In Fall 2025, I spent three weeks in Afghanistan travelling through Kabul, Bamiyan, Ghazni, Kandahar, Herat, and Mazar-i-Sharif. The following is a recounting of the interesting parts of my travels and readings on the country.
By far the best source I’ve found for understanding Afghanistan and particularly the Taliban is Taliban: The Power of Militant Islam in Afghanistan and Beyond by Ahmed Rashid, a Pakistani journalist who was in and around Afghanistan for much of the 1990s. I read the third edition published in 2022 as an update of the book originally published in 2000. The foreword in my version claimed the book was currently banned in Afghanistan, so I prayed to Allah that the Taliban wouldn’t look through my Audible app.
To understand the post-9/11 invasion of Afghanistan and the failed attempt to build a Western-backed government, I read The American War in Afghanistan: A History by Carter Malkasian, who is now a historian but during the war worked in numerous advisory roles for American government agencies operating in Afghanistan. It’s an extremely impressive work, and though I think it pulls a few punches on the Afghans, the book is both highly insightful and shockingly readable for something so long and dense.
I read The Great Gamble: The Soviet War in Afghanistan by Gregory Feifer, a journalist and Russian expert. It helped fill in a bit of the color of the Russian invasion of Afghanistan, but it was too narrative-heavy for me and didn’t have enough discussion of broader trends.

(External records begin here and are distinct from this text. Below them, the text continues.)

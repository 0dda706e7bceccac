//! Lease message parsing and encoding.
//!
//! Every exchange between client and server is a single fixed-size record
//! carried as one UDP datagram payload. There are no options and no
//! variable-length fields, so fields that carry no meaning for a given
//! message type are always zero.
//!
//! # Message Structure
//!
//! ```text
//! 0                   1                   2                   3
//! 0 1 2 3 4 5 6 7 8 9 0 1 2 3 4 5 6 7 8 9 0 1 2 3 4 5 6 7 8 9 0 1
//! +-+-+-+-+-+-+-+-+-+-+-+-+-+-+-+-+-+-+-+-+-+-+-+-+-+-+-+-+-+-+-+-+
//! |   type (1)    |   code (1)    |            ttl (2)            |
//! +---------------+---------------+-------------------------------+
//! |                          address (4)                          |
//! +---------------------------------------------------------------+
//! |                          netmask (4)                          |
//! +---------------------------------------------------------------+
//! ```
//!
//! All multi-byte fields are in network byte order.

use std::net::Ipv4Addr;

use crate::error::{Error, Result};
use crate::pool::PoolEntry;

const TYPE_OFFSET: usize = 0;
const CODE_OFFSET: usize = 1;
const TTL_OFFSET: usize = 2;
const ADDRESS_OFFSET: usize = 4;
const NETMASK_OFFSET: usize = 8;

/// Size of an encoded [`LeaseMessage`] in bytes.
pub const MESSAGE_SIZE: usize = 12;

/// Message types, the first byte of every message.
#[derive(Debug, Clone, Copy, PartialEq, Eq, Hash)]
#[repr(u8)]
pub enum MessageType {
    /// Client looks for an address.
    Discover = 1,
    /// Server proposes an address, or reports that none is left.
    Offer = 2,
    /// Client claims an offered address or extends a held one.
    Request = 3,
    /// Server confirms or refuses a REQUEST.
    Ack = 4,
    /// Client gives its address back.
    Release = 5,
}

impl TryFrom<u8> for MessageType {
    type Error = u8;

    fn try_from(value: u8) -> std::result::Result<Self, Self::Error> {
        match value {
            1 => Ok(Self::Discover),
            2 => Ok(Self::Offer),
            3 => Ok(Self::Request),
            4 => Ok(Self::Ack),
            5 => Ok(Self::Release),
            other => Err(other),
        }
    }
}

impl std::fmt::Display for MessageType {
    fn fmt(&self, f: &mut std::fmt::Formatter<'_>) -> std::fmt::Result {
        match self {
            Self::Discover => write!(f, "DISCOVER"),
            Self::Offer => write!(f, "OFFER"),
            Self::Request => write!(f, "REQUEST"),
            Self::Ack => write!(f, "ACK"),
            Self::Release => write!(f, "RELEASE"),
        }
    }
}

/// Message codes, the second byte of every message.
///
/// The code is a status on OFFER and ACK and an intent on REQUEST.
#[derive(Debug, Clone, Copy, PartialEq, Eq, Hash)]
#[repr(u8)]
pub enum Code {
    Ok = 0,
    /// OFFER: the pool is exhausted.
    ErrNoResource = 1,
    /// REQUEST: claim the offered address.
    RequestAllocate = 2,
    /// REQUEST: extend the held lease.
    RequestExtend = 3,
    /// ACK: the requested address is held by another peer.
    ErrAlreadyAllocated = 4,
}

impl TryFrom<u8> for Code {
    type Error = u8;

    fn try_from(value: u8) -> std::result::Result<Self, Self::Error> {
        match value {
            0 => Ok(Self::Ok),
            1 => Ok(Self::ErrNoResource),
            2 => Ok(Self::RequestAllocate),
            3 => Ok(Self::RequestExtend),
            4 => Ok(Self::ErrAlreadyAllocated),
            other => Err(other),
        }
    }
}

impl std::fmt::Display for Code {
    fn fmt(&self, f: &mut std::fmt::Formatter<'_>) -> std::fmt::Result {
        match self {
            Self::Ok => write!(f, "OK"),
            Self::ErrNoResource => write!(f, "ERR_NO_RESOURCE"),
            Self::RequestAllocate => write!(f, "REQUEST_ALLOCATE"),
            Self::RequestExtend => write!(f, "REQUEST_EXTEND"),
            Self::ErrAlreadyAllocated => write!(f, "ERR_ALREADY_ALLOCATED"),
        }
    }
}

/// A decoded lease message.
///
/// Prefer the named constructors ([`discover`](Self::discover),
/// [`offer`](Self::offer), ...) over building the struct by hand; they
/// guarantee that fields without meaning for the message type are zero.
#[derive(Debug, Clone, Copy, PartialEq, Eq)]
pub struct LeaseMessage {
    pub kind: MessageType,
    pub code: Code,
    pub address: Ipv4Addr,
    /// Netmask exactly as configured on the server (an integer, usually a
    /// prefix length).
    pub netmask: u32,
    /// Lease duration in seconds.
    pub ttl: u16,
}

impl LeaseMessage {
    fn bare(kind: MessageType, code: Code) -> Self {
        Self {
            kind,
            code,
            address: Ipv4Addr::UNSPECIFIED,
            netmask: 0,
            ttl: 0,
        }
    }

    fn with_entry(kind: MessageType, code: Code, entry: PoolEntry, ttl: u16) -> Self {
        Self {
            kind,
            code,
            address: entry.address,
            netmask: entry.netmask,
            ttl,
        }
    }

    pub fn discover() -> Self {
        Self::bare(MessageType::Discover, Code::Ok)
    }

    pub fn offer(entry: PoolEntry, ttl: u16) -> Self {
        Self::with_entry(MessageType::Offer, Code::Ok, entry, ttl)
    }

    pub fn offer_exhausted() -> Self {
        Self::bare(MessageType::Offer, Code::ErrNoResource)
    }

    pub fn request_allocate(entry: PoolEntry, ttl: u16) -> Self {
        Self::with_entry(MessageType::Request, Code::RequestAllocate, entry, ttl)
    }

    pub fn request_extend(entry: PoolEntry, ttl: u16) -> Self {
        Self::with_entry(MessageType::Request, Code::RequestExtend, entry, ttl)
    }

    pub fn ack(entry: PoolEntry, ttl: u16) -> Self {
        Self::with_entry(MessageType::Ack, Code::Ok, entry, ttl)
    }

    pub fn ack_conflict() -> Self {
        Self::bare(MessageType::Ack, Code::ErrAlreadyAllocated)
    }

    pub fn release() -> Self {
        Self::bare(MessageType::Release, Code::Ok)
    }

    /// The (address, netmask) pair carried by this message.
    pub fn entry(&self) -> PoolEntry {
        PoolEntry::new(self.address, self.netmask)
    }

    /// Parses a lease message from a received datagram.
    ///
    /// # Errors
    ///
    /// Returns [`Error::InvalidMessage`] if the datagram is not exactly
    /// [`MESSAGE_SIZE`] bytes long or carries an unknown type or code.
    pub fn parse(data: &[u8]) -> Result<Self> {
        if data.len() != MESSAGE_SIZE {
            return Err(Error::InvalidMessage(format!(
                "Message is {} bytes (expected {})",
                data.len(),
                MESSAGE_SIZE
            )));
        }

        let kind = MessageType::try_from(data[TYPE_OFFSET])
            .map_err(|value| Error::InvalidMessage(format!("Unknown message type {}", value)))?;
        let code = Code::try_from(data[CODE_OFFSET])
            .map_err(|value| Error::InvalidMessage(format!("Unknown message code {}", value)))?;

        let ttl = u16::from_be_bytes([data[TTL_OFFSET], data[TTL_OFFSET + 1]]);
        let address = Ipv4Addr::new(
            data[ADDRESS_OFFSET],
            data[ADDRESS_OFFSET + 1],
            data[ADDRESS_OFFSET + 2],
            data[ADDRESS_OFFSET + 3],
        );
        let netmask = u32::from_be_bytes([
            data[NETMASK_OFFSET],
            data[NETMASK_OFFSET + 1],
            data[NETMASK_OFFSET + 2],
            data[NETMASK_OFFSET + 3],
        ]);

        Ok(Self {
            kind,
            code,
            address,
            netmask,
            ttl,
        })
    }

    /// Encodes the message into its 12-byte wire form.
    pub fn encode(&self) -> [u8; MESSAGE_SIZE] {
        let mut buffer = [0u8; MESSAGE_SIZE];
        buffer[TYPE_OFFSET] = self.kind as u8;
        buffer[CODE_OFFSET] = self.code as u8;
        buffer[TTL_OFFSET..ADDRESS_OFFSET].copy_from_slice(&self.ttl.to_be_bytes());
        buffer[ADDRESS_OFFSET..NETMASK_OFFSET].copy_from_slice(&self.address.octets());
        buffer[NETMASK_OFFSET..].copy_from_slice(&self.netmask.to_be_bytes());
        buffer
    }
}

impl std::fmt::Display for LeaseMessage {
    fn fmt(&self, f: &mut std::fmt::Formatter<'_>) -> std::fmt::Result {
        write!(
            f,
            "{}/{} address={} netmask={} ttl={}",
            self.kind, self.code, self.address, self.netmask, self.ttl
        )
    }
}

I also read The Places in Between by former British MP Rory Stewart. It’s a memoir about a few months he spent walking across central Afghanistan from Herat to Kabul in 2001, shortly after the Western invasion and overthrow of the Taliban; it’s also a good reminder that no matter how much I travel, I’ll never be a Real Traveller.
Finally, I found a bunch of articles and podcasts from Graeme Wood to be extremely insightful (ex. “This Is Not the Taliban 2.0” or his appearance on The Remnant). IMO, Wood is the best journalist working today.
Other minor sources are linked within.